Anche il settore dell’outdoor ha iniziato a muoversi in questa direzione. Ad esempio Girlfriend Collective, un’azienda guidata da un team di donne di provenienze culturali diversi, offre articoli che vanno dalla taglia XXS alla 6XL. L’obiettivo è offrire a ogni donna un outfit per le attività all’aria aperta. I loro prodotti vengono realizzati in stabilimenti certificati in Vietnam e a Taiwan, che sono direttamente controllati da loro. La materia prima delle loro produzione è tutta selezionata tra i materiali più innovativi che adesso si trovano sul mercato, da Econyl al Cupro.

Fino ad ora vi ho segnalato brand gestiti da donne producono abbigliamento per le donne: Outdoor Voices produce anche una collezione maschile molto interessante. Il marchio punta tutto sul messaggio positivo :”il movimento genera endorfine e le endorfine ci rendono felici”. Quindi Outdoor Voices cerca anche di contagiare gli acquirenti con la gioia legata alle attività sportive. In questo caso la grande attenzione al tema dell’inclusione è concentrata sul movimento LGBT: ogni anno il marchio organizza un “Pride”, che quest’anno sarà virtuale. Naturalmente una grande attenzione nella costruzione dei prodotti viene dedicata al tema della sostenibilità: le parole d’ordine sono longevità e circolarità.

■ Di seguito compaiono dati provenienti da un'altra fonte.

//! Cache keys, on-disk names, and the asset value type.

use crate::error::{MediaCacheError, Result};
use bytes::Bytes;
use serde::{Deserialize, Serialize};
use sha2::{Digest, Sha256};
use std::fmt;

/// Extensions treated as video references when a key's kind is inferred.
const VIDEO_EXTENSIONS: &[&str] = &["mp4", "mov", "m4v", "webm", "m3u8", "avi", "mkv"];

/// Coarse kind tag carried by every asset.
#[derive(Debug, Clone, Copy, PartialEq, Eq, Hash, Serialize, Deserialize)]
#[serde(rename_all = "snake_case")]
pub enum AssetKind {
    Image,
    VideoReference,
}

impl AssetKind {
    /// Infer the kind from a logical path's extension.
    pub fn infer(path: &str) -> Self {
        let ext = path
            .rsplit_once('.')
            .map(|(_, ext)| ext.to_ascii_lowercase())
            .unwrap_or_default();
        if VIDEO_EXTENSIONS.contains(&ext.as_str()) {
            AssetKind::VideoReference
        } else {
            AssetKind::Image
        }
    }

    /// Suffix appended to storage keys of this kind.
    pub fn storage_suffix(&self) -> &'static str {
        match self {
            AssetKind::Image => "img",
            AssetKind::VideoReference => "vid",
        }
    }

    pub fn as_str(&self) -> &'static str {
        match self {
            AssetKind::Image => "image",
            AssetKind::VideoReference => "video-reference",
        }
    }
}

impl fmt::Display for AssetKind {
    fn fmt(&self, f: &mut fmt::Formatter<'_>) -> fmt::Result {
        f.write_str(self.as_str())
    }
}

/// Logical identifier of a remote asset, e.g. `milestone_images/<id>.jpg`.
///
/// The path is opaque and not assumed filesystem-safe; use
/// [`CacheKey::storage_key`] for on-disk names.
#[derive(Debug, Clone, PartialEq, Eq, Hash)]
pub struct CacheKey {
    path: String,
    kind: AssetKind,
}

impl CacheKey {
    /// Create a key, inferring the asset kind from the path extension.
    pub fn new(path: impl Into<String>) -> Result<Self> {
        let path = path.into();
        let kind = AssetKind::infer(&path);
        Self::with_kind(path, kind)
    }

    /// Create a key with an explicit asset kind.
    pub fn with_kind(path: impl Into<String>, kind: AssetKind) -> Result<Self> {
        let path = path.into();
        if path.trim().is_empty() {
            return Err(MediaCacheError::InvalidKey(
                "cache key path must not be empty".to_string(),
            ));
        }
        Ok(Self { path, kind })
    }

    pub fn path(&self) -> &str {
        &self.path
    }

    pub fn kind(&self) -> AssetKind {
        self.kind
    }

    /// Filesystem-safe name for this key.
    pub fn storage_key(&self) -> StorageKey {
        StorageKey::for_key(self)
    }
}

impl fmt::Display for CacheKey {
    fn fmt(&self, f: &mut fmt::Formatter<'_>) -> fmt::Result {
        f.write_str(&self.path)
    }
}

/// Filesystem-safe transformation of a [`CacheKey`].
///
/// Lowercase hex SHA-256 of the logical path followed by a kind suffix, so the
/// name has a fixed length and never contains separators.
#[derive(Debug, Clone, PartialEq, Eq, Hash)]
pub struct StorageKey(String);

impl StorageKey {
    fn for_key(key: &CacheKey) -> Self {
        let digest = Sha256::digest(key.path.as_bytes());
        StorageKey(format!(
            "{}.{}",
            hex::encode(digest),
            key.kind.storage_suffix()
        ))
    }

    pub fn as_str(&self) -> &str {
        &self.0
    }
}

impl fmt::Display for StorageKey {
    fn fmt(&self, f: &mut fmt::Formatter<'_>) -> fmt::Result {
        f.write_str(&self.0)
    }
}

/// Immutable asset bytes plus their kind.
///
/// Cloning only bumps a reference count.
#[derive(Debug, Clone, PartialEq, Eq)]
pub struct Asset {
    bytes: Bytes,
    kind: AssetKind,
}

impl Asset {
    pub fn new(kind: AssetKind, bytes: impl Into<Bytes>) -> Self {
        Self {
            bytes: bytes.into(),
            kind,
        }
    }

    /// Wrap bytes using the kind carried by `key`.
    pub fn for_key(key: &CacheKey, bytes: impl Into<Bytes>) -> Self {
        Self::new(key.kind(), bytes)
    }

    pub fn kind(&self) -> AssetKind {
        self.kind
    }

    pub fn bytes(&self) -> &Bytes {
        &self.bytes
    }

    pub fn len(&self) -> usize {
        self.bytes.len()
    }

    pub fn is_empty(&self) -> bool {
        self.bytes.is_empty()
    }
}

Finisce qui questa carrellata di brand “orgogliosamente inclusivi“, tutti di origine statunitense, perché questi nomi sono venuti fuori nel dibattito che in questi giorni si sta sviluppando intorno a questo tema. Sarebbe interessante anche mappare i brand italiani che si stanno muovendo in questa direzione, perché sono certa che ce ne sono. Me ne segnalate qualcuno?